Texas Rangers – No. 82
- Coach
- Born: 1990 (age 35–36)
- Bats: RightThrows: Right
- Stats at Baseball Reference

Teams
- Texas Rangers (2026–present);

= Eric Dorton =

American baseball coach

Eric Dorton (born January, 1990) is an American professional baseball coach who currently serves as the assistant hitting coach for the Texas Rangers of Major League Baseball (MLB).

==Career==
Dorton grew up in Alamogordo, New Mexico and attended Alamogordo High School. Dorton attended University of New Mexico in 2008 after high school, but refused to redshirt and was released without playing for the school. He then played college baseball at Eastern Arizona College, Lamar Community College, and West Texas A&M University.

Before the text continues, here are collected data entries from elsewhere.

//! In-memory session storage, used as the test double.

use std::collections::HashMap;
use std::sync::RwLock;

use autoguide_core::traits::storage::SessionStorage;

/// Plain `HashMap` store behind a lock.
#[derive(Debug, Default)]
pub struct MemorySessionStorage {
    entries: RwLock<HashMap<String, String>>,
}

impl MemorySessionStorage {
    /// Creates an empty store.
    pub fn new() -> Self {
        Self::default()
    }
}

impl SessionStorage for MemorySessionStorage {
    fn get(&self, key: &str) -> Option<String> {
        self.entries
            .read()
            .unwrap_or_else(|e| e.into_inner())
            .get(key)
            .cloned()
    }

    fn set(&self, key: &str, value: &str) {
        self.entries
            .write()
            .unwrap_or_else(|e| e.into_inner())
            .insert(key.to_string(), value.to_string());
    }

    fn remove(&self, key: &str) {
        self.entries
            .write()
            .unwrap_or_else(|e| e.into_inner())
            .remove(key);
    }
}

#[cfg(test)]
mod tests {
    use super::*;

    #[test]
    fn set_get_remove() {
        let storage = MemorySessionStorage::new();
        assert_eq!(storage.get("k"), None);
        storage.set("k", "v1");
        storage.set("k", "v2");
        assert_eq!(storage.get("k").as_deref(), Some("v2"));
        storage.remove("k");
        storage.remove("k");
        assert_eq!(storage.get("k"), None);
    }
}
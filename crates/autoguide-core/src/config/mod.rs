//! Application configuration schemas.
//!
//! All configuration structs are deserialized from TOML files via the
//! `config` crate. Each sub-module represents a logical configuration
//! section.

pub mod api;
pub mod keycloak;
pub mod logging;

use serde::{Deserialize, Serialize};

use self::api::ApiConfig;
use self::keycloak::KeycloakConfig;
use self::logging::LoggingConfig;

use crate::error::AppError;

/// Root application configuration.
///
/// This struct is the top-level deserialization target for the merged
/// TOML configuration files (default.toml + environment overlay).
#[derive(Debug, Clone, Serialize, Deserialize)]
pub struct AppConfig {
    /// Backend REST API settings.
    #[serde(default)]
    pub api: ApiConfig,
    /// Keycloak identity provider settings.
    #[serde(default)]
    pub keycloak: KeycloakConfig,
    /// Authentication behavior settings.
    #[serde(default)]
    pub auth: AuthConfig,
    /// Local session persistence settings.
    #[serde(default)]
    pub session: SessionConfig,
    /// Logging settings.
    #[serde(default)]
    pub logging: LoggingConfig,
}

/// Authentication behavior configuration.
#[derive(Debug, Clone, Serialize, Deserialize)]
pub struct AuthConfig {
    /// Whether the client requires authentication globally. When off, the
    /// route guard lets unauthenticated navigation through and 401 handling
    /// never forces a login redirect.
    #[serde(default)]
    pub require_auth: bool,
}

impl Default for AuthConfig {
    fn default() -> Self {
        Self {
            require_auth: false,
        }
    }
}

/// Local session persistence configuration.
#[derive(Debug, Clone, Serialize, Deserialize)]
pub struct SessionConfig {
    /// Path of the JSON file holding the persisted session keys.
    #[serde(default = "default_storage_path")]
    pub storage_path: String,
}

impl Default for SessionConfig {
    fn default() -> Self {
        Self {
            storage_path: default_storage_path(),
        }
    }
}

impl AppConfig {
    /// Load configuration from TOML files.
    ///
    /// Merges the default configuration with an environment-specific overlay
    /// and environment variables prefixed with `AUTOGUIDE__`.
    pub fn load(env: &str) -> Result<Self, AppError> {
        let config = config::Config::builder()
            .add_source(config::File::with_name("config/default").required(false))
            .add_source(config::File::with_name(&format!("config/{env}")).required(false))
            .add_source(
                config::Environment::with_prefix("AUTOGUIDE")
                    .separator("__")
                    .try_parsing(true),
            )
            .build()
            .map_err(|e| AppError::configuration(format!("Failed to build config: {e}")))?;

        config
            .try_deserialize()
            .map_err(|e| AppError::configuration(format!("Failed to deserialize config: {e}")))
    }
}

fn default_storage_path() -> String {
    ".autoguide/session.json".to_string()
}
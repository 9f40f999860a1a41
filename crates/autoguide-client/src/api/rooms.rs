//! Room management endpoints.

use chrono::{DateTime, Utc};
use serde::{Deserialize, Serialize};

use autoguide_core::result::AppResult;

use crate::http::RequestPipeline;

/// A bookable room.
#[derive(Debug, Clone, Serialize, Deserialize)]
#[serde(rename_all = "camelCase")]
pub struct Room {
    pub id: String,
    pub room_number: String,
    pub room_type: String,
    pub nightly_rate: f64,
    pub created_at: DateTime<Utc>,
}

/// Payload for creating a room.
#[derive(Debug, Clone, Serialize)]
#[serde(rename_all = "camelCase")]
pub struct CreateRoomRequest {
    pub room_number: String,
    pub room_type: String,
    pub nightly_rate: f64,
    #[serde(skip_serializing_if = "Option::is_none")]
    pub image_url: Option<String>,
    #[serde(skip_serializing_if = "Option::is_none")]
    pub short_description: Option<String>,
    #[serde(skip_serializing_if = "Option::is_none")]
    pub hotel_id: Option<String>,
}

/// Payload for updating a room.
#[derive(Debug, Clone, Serialize)]
#[serde(rename_all = "camelCase")]
pub struct UpdateRoomRequest {
    pub room_number: String,
    pub room_type: String,
    pub nightly_rate: f64,
    #[serde(skip_serializing_if = "Option::is_none")]
    pub short_description: Option<String>,
}

pub async fn fetch_rooms(http: &RequestPipeline) -> AppResult<Vec<Room>> {
    http.get_json("/api/v1/rooms").await
}

pub async fn create_room(http: &RequestPipeline, payload: &CreateRoomRequest) -> AppResult<Room> {
    http.post_json("/api/v1/rooms", payload).await
}

pub async fn update_room(
    http: &RequestPipeline,
    id: &str,
    payload: &UpdateRoomRequest,
) -> AppResult<Room> {
    http.put_json(&format!("/api/v1/rooms/{id}"), payload).await
}

pub async fn delete_room(http: &RequestPipeline, id: &str) -> AppResult<()> {
    http.delete(&format!("/api/v1/rooms/{id}")).await
}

From 2013 through 2018, Dorton spent time as a coach at West Texas A&M, Cloud County Community College, Tarleton State University, and Lamar Community College.

He joined the Texas Rangers organization in 2019, serving as the hitting coach for the Arizona League Rangers. He spent the 2021 season as the Down East Wood Ducks hitting coach and the 2022 season as the Frisco Roughriders hitting coach. Dorton spent the 2023 through 2025 seasons as the Rangers' minor league hitting coordinator.

Dorton received his first major league job, serving as the Texas Rangers assistant hitting coach in 2026.